### Exercise aim:
Every line from the one containing "key is absent." to the final line of the material below must be reproduced exactly; leave out all other lines.

[Start of section]

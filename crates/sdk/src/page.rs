//! Page-level state around the synchronized listings: connected account,
//! create/trade panel visibility and the token selected for trading.
//!
//! Every visibility transition requests a refresh, so listings reflect state
//! changed by whatever the closed panel submitted.

use alloy::primitives::{Address, U256};

use crate::{
    source::ChainSource,
    sync::{Snapshot, SyncEvent, Synchronizer},
    types::TokenView,
};

/// Label of the create button when no factory is available.
pub const CONTRACT_NOT_DEPLOYED: &str = "[ contract not deployed ]";
/// Label of the create button when no account is connected.
pub const PLEASE_CONNECT: &str = "[ please connect ]";
pub const START_NEW_TOKEN: &str = "[ start a new token ]";
pub const CONNECT_WALLET: &str = "please connect wallet";
pub const NO_TOKENS_LISTED: &str = "No tokens listed";

/// Request to re-run synchronization.
#[must_use = "refresh has to be run against the synchronizer"]
#[derive(Clone, Copy, Debug, PartialEq, Eq)]
pub struct Refresh;

impl Refresh {
    pub async fn run<S: ChainSource>(self, sync: &Synchronizer<S>) -> SyncEvent { sync.sync().await }
}

/// What the listings area shows.
#[derive(Clone, Copy, Debug, PartialEq, Eq)]
pub enum ListingsStatus<'a> {
    ConnectWallet,
    Empty,
    Tokens(&'a [TokenView]),
}

impl std::fmt::Display for ListingsStatus<'_> {
    fn fmt(&self, f: &mut std::fmt::Formatter<'_>) -> std::fmt::Result {
        match self {
            ListingsStatus::ConnectWallet => f.write_str(CONNECT_WALLET),
            ListingsStatus::Empty => f.write_str(NO_TOKENS_LISTED),
            ListingsStatus::Tokens(tokens) => write!(f, "{} listings", tokens.len()),
        }
    }
}

/// Panel opened on top of the listings, with the state it consumes.
#[derive(Clone, Debug, PartialEq, Eq)]
pub enum Panel<'a> {
    Create { factory: Address, fee: U256 },
    Trade { factory: Option<Address>, token: Option<&'a TokenView> },
}

#[derive(Clone, Debug, Default, PartialEq, Eq)]
pub struct Page {
    account: Option<Address>,
    show_create: bool,
    show_trade: bool,
    selected: Option<TokenView>,
}

impl Page {
    /// Fresh page, together with the refresh run on mount.
    pub fn mount() -> (Self, Refresh) { (Self::default(), Refresh) }

    pub fn account(&self) -> Option<Address> { self.account }

    pub fn connect(&mut self, account: Address) { self.account = Some(account); }

    pub fn disconnect(&mut self) { self.account = None; }

    pub fn show_create(&self) -> bool { self.show_create }

    pub fn show_trade(&self) -> bool { self.show_trade }

    /// Token the trade panel was last toggled with.
    pub fn selected(&self) -> Option<&TokenView> { self.selected.as_ref() }

    /// Whether the create button opens the panel: requires both a factory
    /// and a connected account.
    pub fn can_create(&self, state: &Snapshot) -> bool {
        state.factory().is_some() && self.account.is_some()
    }

    /// Flips create panel visibility. Opening is ignored unless
    /// [`Self::can_create`], closing is always allowed.
    pub fn toggle_create(&mut self, state: &Snapshot) -> Option<Refresh> {
        if !self.show_create && !self.can_create(state) {
            return None;
        }
        self.show_create = !self.show_create;
        Some(Refresh)
    }

    /// Flips trade panel visibility, remembering the token it was toggled
    /// with.
    pub fn toggle_trade(&mut self, token: Option<TokenView>) -> Refresh {
        self.selected = token;
        self.show_trade = !self.show_trade;
        Refresh
    }

    pub fn create_label(&self, state: &Snapshot) -> &'static str {
        if state.factory().is_none() {
            CONTRACT_NOT_DEPLOYED
        } else if self.account.is_none() {
            PLEASE_CONNECT
        } else {
            START_NEW_TOKEN
        }
    }

    pub fn listings<'a>(&self, state: &'a Snapshot) -> ListingsStatus<'a> {
        if self.account.is_none() {
            ListingsStatus::ConnectWallet
        } else if state.listings().is_empty() {
            ListingsStatus::Empty
        } else {
            ListingsStatus::Tokens(state.listings().as_slice())
        }
    }

    /// Panels currently open, create first.
    pub fn panels<'a>(&'a self, state: &Snapshot) -> Vec<Panel<'a>> {
        let factory = state.factory().map(|f| f.address());
        let mut panels = Vec::with_capacity(2);
        if self.show_create
            && let Some(factory) = factory
        {
            panels.push(Panel::Create { factory, fee: state.fee() });
        }
        if self.show_trade {
            panels.push(Panel::Trade { factory, token: self.selected.as_ref() });
        }
        panels
    }
}
use alloy::{primitives::Address, transports::TransportError};
use thiserror::Error;

/// Errors produced while resolving, verifying or reading the launchpad
/// factory.
#[derive(Debug, Error)]
pub enum LaunchpadError {
    /// Deployment config has no entry for the connected chain.
    #[error("no factory deployment configured for chain {chain_id}")]
    UnsupportedNetwork { chain_id: u64 },

    /// Configured factory address carries no code on the connected chain.
    #[error("no contract code at factory {address} on chain {chain_id}")]
    ContractNotDeployed { chain_id: u64, address: Address },

    /// One of the factory read calls failed or reverted.
    #[error("factory read `{method}` failed: {reason}")]
    ReadCall { method: &'static str, reason: String },

    /// Provider-level request failed (chain id, code, block queries).
    #[error("transport error: {0}")]
    Transport(#[from] TransportError),

    #[error("ABI decoding failed: {0}")]
    Decode(#[from] alloy::sol_types::Error),

    /// Deployment config or image table could not be loaded.
    #[error("configuration error: {0}")]
    Config(String),

    #[error("invalid argument: {0}")]
    InvalidArgument(String),

    /// A later synchronization started before this one could publish.
    #[error("synchronization #{seq} superseded by #{latest}")]
    Superseded { seq: u64, latest: u64 },
}

impl LaunchpadError {
    pub(crate) fn read_call(method: &'static str, err: impl std::fmt::Display) -> Self {
        Self::ReadCall { method, reason: err.to_string() }
    }

    /// Fieldless classification of the error, suitable for structured
    /// logging and diagnostics.
    pub fn kind(&self) -> ErrorKind {
        match self {
            Self::UnsupportedNetwork { .. } => ErrorKind::UnsupportedNetwork,
            Self::ContractNotDeployed { .. } => ErrorKind::ContractNotDeployed,
            Self::ReadCall { .. } | Self::Decode(_) => ErrorKind::ReadCallFailure,
            Self::Transport(_) => ErrorKind::Transport,
            Self::Config(_) => ErrorKind::Config,
            Self::InvalidArgument(_) => ErrorKind::InvalidArgument,
            Self::Superseded { .. } => ErrorKind::Superseded,
        }
    }
}

impl From<serde_json::Error> for LaunchpadError {
    fn from(err: serde_json::Error) -> Self { Self::Config(err.to_string()) }
}

/// Kind of [`LaunchpadError`].
#[derive(Clone, Copy, Debug, PartialEq, Eq, Hash)]
pub enum ErrorKind {
    UnsupportedNetwork,
    ContractNotDeployed,
    ReadCallFailure,
    Transport,
    Config,
    InvalidArgument,
    Superseded,
}

impl ErrorKind {
    pub fn as_str(&self) -> &'static str {
        match self {
            ErrorKind::UnsupportedNetwork => "unsupported_network",
            ErrorKind::ContractNotDeployed => "contract_not_deployed",
            ErrorKind::ReadCallFailure => "read_call_failure",
            ErrorKind::Transport => "transport",
            ErrorKind::Config => "config",
            ErrorKind::InvalidArgument => "invalid_argument",
            ErrorKind::Superseded => "superseded",
        }
    }

    /// Whether the factory is simply unavailable on the connected chain, as
    /// opposed to a read having failed.
    pub fn is_unavailable(&self) -> bool {
        matches!(self, ErrorKind::UnsupportedNetwork | ErrorKind::ContractNotDeployed)
    }
}

impl std::fmt::Display for ErrorKind {
    fn fmt(&self, f: &mut std::fmt::Formatter<'_>) -> std::fmt::Result { f.write_str(self.as_str()) }
}
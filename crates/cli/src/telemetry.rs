use tracing_subscriber::{EnvFilter, fmt};

/// Initialise the global tracing subscriber, writing to stderr so it does
/// not interleave with rendered listings.
///
/// Respects `RUST_LOG` env var; defaults to `info` level.
pub fn init() {
    let filter = EnvFilter::try_from_default_env().unwrap_or_else(|_| EnvFilter::new("info"));

    fmt()
        .with_env_filter(filter)
        .with_target(true)
        .with_writer(std::io::stderr)
        .init();
}
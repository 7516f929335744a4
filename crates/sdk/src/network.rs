//! Network resolution and factory deployment verification.

use alloy::{eips::BlockId, primitives::Address};

use crate::{
    config::DeploymentConfig, error::LaunchpadError, factory::FactoryHandle, source::ChainSource,
    types::StateInstant,
};

/// Factory deployment resolved for the connected chain, not verified yet.
#[derive(Clone, Copy, Debug, PartialEq, Eq)]
pub struct Deployment {
    pub chain_id: u64,
    pub factory: Address,
}

/// Queries the connected chain ID and looks up the factory configured for
/// it.
///
/// Absence of configuration results in [`LaunchpadError::UnsupportedNetwork`],
/// which is not retried.
pub async fn resolve_deployment<S: ChainSource>(
    source: &S,
    config: &DeploymentConfig,
) -> Result<Deployment, LaunchpadError> {
    let chain_id = source.chain_id().await?;
    let factory = config
        .factory_address(chain_id)
        .ok_or(LaunchpadError::UnsupportedNetwork { chain_id })?;
    tracing::debug!(chain_id, %factory, "resolved factory deployment");
    Ok(Deployment { chain_id, factory })
}

/// Checks the resolved factory address carries deployed code at the given
/// instant and binds a [`FactoryHandle`] to it.
pub async fn verify_deployment<S: ChainSource>(
    source: &S,
    deployment: Deployment,
    instant: StateInstant,
) -> Result<FactoryHandle, LaunchpadError> {
    if deployment.factory.is_zero() {
        return Err(LaunchpadError::InvalidArgument(format!(
            "zero factory address for chain {}",
            deployment.chain_id
        )));
    }
    let code = source
        .code_at(deployment.factory, BlockId::number(instant.block_number()))
        .await?;
    tracing::debug!(
        chain_id = deployment.chain_id,
        factory = %deployment.factory,
        code_len = code.len(),
        "fetched factory code"
    );
    if code.is_empty() {
        return Err(LaunchpadError::ContractNotDeployed {
            chain_id: deployment.chain_id,
            address: deployment.factory,
        });
    }
    Ok(FactoryHandle::new(deployment.chain_id, deployment.factory, instant))
}
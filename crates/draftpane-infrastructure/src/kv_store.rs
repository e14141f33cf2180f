//! Key-value store adapters.
//!
//! [`FileKeyValueStore`] keeps one file per key in a directory, written
//! atomically via tmp file + rename. [`MemoryKeyValueStore`] is the
//! session-scoped fallback used when no durable surface is available.

use async_trait::async_trait;
use base64::Engine;
use base64::engine::general_purpose::URL_SAFE_NO_PAD;
use draftpane_core::error::Result;
use draftpane_core::storage::KeyValueStore;
use std::collections::HashMap;
use std::io::ErrorKind;
use std::path::{Path, PathBuf};
use std::sync::{Arc, Mutex};

const VALUE_EXTENSION: &str = "json";

/// In-memory store. Values live as long as the process.
#[derive(Debug, Default, Clone)]
pub struct MemoryKeyValueStore {
    entries: Arc<Mutex<HashMap<String, String>>>,
}

impl MemoryKeyValueStore {
    pub fn new() -> Self {
        Self::default()
    }

    /// Number of stored entries.
    pub fn len(&self) -> usize {
        self.entries.lock().unwrap_or_else(|e| e.into_inner()).len()
    }

    pub fn is_empty(&self) -> bool {
        self.len() == 0
    }
}

#[async_trait]
impl KeyValueStore for MemoryKeyValueStore {
    async fn get_item(&self, key: &str) -> Result<Option<String>> {
        let entries = self.entries.lock().unwrap_or_else(|e| e.into_inner());
        Ok(entries.get(key).cloned())
    }

    async fn set_item(&self, key: &str, value: &str) -> Result<()> {
        let mut entries = self.entries.lock().unwrap_or_else(|e| e.into_inner());
        entries.insert(key.to_string(), value.to_string());
        Ok(())
    }

    async fn remove_item(&self, key: &str) -> Result<()> {
        let mut entries = self.entries.lock().unwrap_or_else(|e| e.into_inner());
        entries.remove(key);
        Ok(())
    }

    fn is_durable(&self) -> bool {
        false
    }
}

/// Directory-backed store. Keys are base64url-encoded into file names, so
/// any key string is safe on any platform.
#[derive(Debug, Clone)]
pub struct FileKeyValueStore {
    base_dir: PathBuf,
}

impl FileKeyValueStore {
    /// Opens (creating if needed) a store rooted at `base_dir`.
    pub async fn open(base_dir: impl Into<PathBuf>) -> Result<Self> {
        let base_dir = base_dir.into();
        tokio::fs::create_dir_all(&base_dir).await?;
        Ok(Self { base_dir })
    }

    pub fn base_dir(&self) -> &Path {
        &self.base_dir
    }

    fn path_for(&self, key: &str) -> PathBuf {
        let encoded = URL_SAFE_NO_PAD.encode(key.as_bytes());
        self.base_dir.join(format!("{encoded}.{VALUE_EXTENSION}"))
    }

    /// Writes a throwaway file to confirm the directory is usable.
    async fn probe(&self) -> Result<()> {
        let probe_key = ".draftpane-probe";
        self.set_item(probe_key, "ok").await?;
        self.remove_item(probe_key).await
    }
}

#[async_trait]
impl KeyValueStore for FileKeyValueStore {
    async fn get_item(&self, key: &str) -> Result<Option<String>> {
        match tokio::fs::read_to_string(self.path_for(key)).await {
            Ok(value) => Ok(Some(value)),
            Err(e) if e.kind() == ErrorKind::NotFound => Ok(None),
            Err(e) => Err(e.into()),
        }
    }

    async fn set_item(&self, key: &str, value: &str) -> Result<()> {
        let path = self.path_for(key);
        let tmp_path = path.with_extension(format!("{VALUE_EXTENSION}.tmp"));

        tokio::fs::write(&tmp_path, value.as_bytes()).await?;
        if let Err(e) = tokio::fs::rename(&tmp_path, &path).await {
            let _ = tokio::fs::remove_file(&tmp_path).await;
            return Err(e.into());
        }
        Ok(())
    }

    async fn remove_item(&self, key: &str) -> Result<()> {
        match tokio::fs::remove_file(self.path_for(key)).await {
            Ok(()) => Ok(()),
            Err(e) if e.kind() == ErrorKind::NotFound => Ok(()),
            Err(e) => Err(e.into()),
        }
    }
}

/// Opens the best available storage surface.
///
/// Falls back to an in-memory store (logging a warning) when `dir` is absent
/// or unusable, so callers always get a working store.
pub async fn open_storage(dir: Option<PathBuf>) -> Arc<dyn KeyValueStore> {
    let Some(dir) = dir else {
        tracing::warn!("[Storage] No data directory available, snapshots will not persist");
        return Arc::new(MemoryKeyValueStore::new());
    };

    let opened = match FileKeyValueStore::open(&dir).await {
        Ok(store) => store.probe().await.map(|_| store),
        Err(e) => Err(e),
    };

    match opened {
        Ok(store) => {
            tracing::debug!("[Storage] Using file store at {}", dir.display());
            Arc::new(store)
        }
        Err(e) => {
            tracing::warn!(
                "[Storage] {} is unusable ({}), snapshots will not persist",
                dir.display(),
                e
            );
            Arc::new(MemoryKeyValueStore::new())
        }
    }
}
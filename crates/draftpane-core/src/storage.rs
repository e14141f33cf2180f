//! Storage surface contract.

use async_trait::async_trait;

use crate::error::Result;

/// Uniform async key-value access over whatever durable surface the host
/// exposes.
#[async_trait]
pub trait KeyValueStore: Send + Sync {
    /// Returns the stored value, or `None` when the key is absent.
    async fn get_item(&self, key: &str) -> Result<Option<String>>;

    async fn set_item(&self, key: &str, value: &str) -> Result<()>;

    /// Removing an absent key is not an error.
    async fn remove_item(&self, key: &str) -> Result<()>;

    /// Whether values survive a process restart.
    fn is_durable(&self) -> bool {
        true
    }
}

[End of section]

### Output of the task:
    /// Returns the stored value, or `None` when the key is absent.
    async fn get_item(&self, key: &str) -> Result<Option<String>>;

    async fn set_item(&self, key: &str, value: &str) -> Result<()>;

    /// Removing an absent key is not an error.
    async fn remove_item(&self, key: &str) -> Result<()>;

    /// Whether values survive a process restart.
    fn is_durable(&self) -> bool {
        true
    }
}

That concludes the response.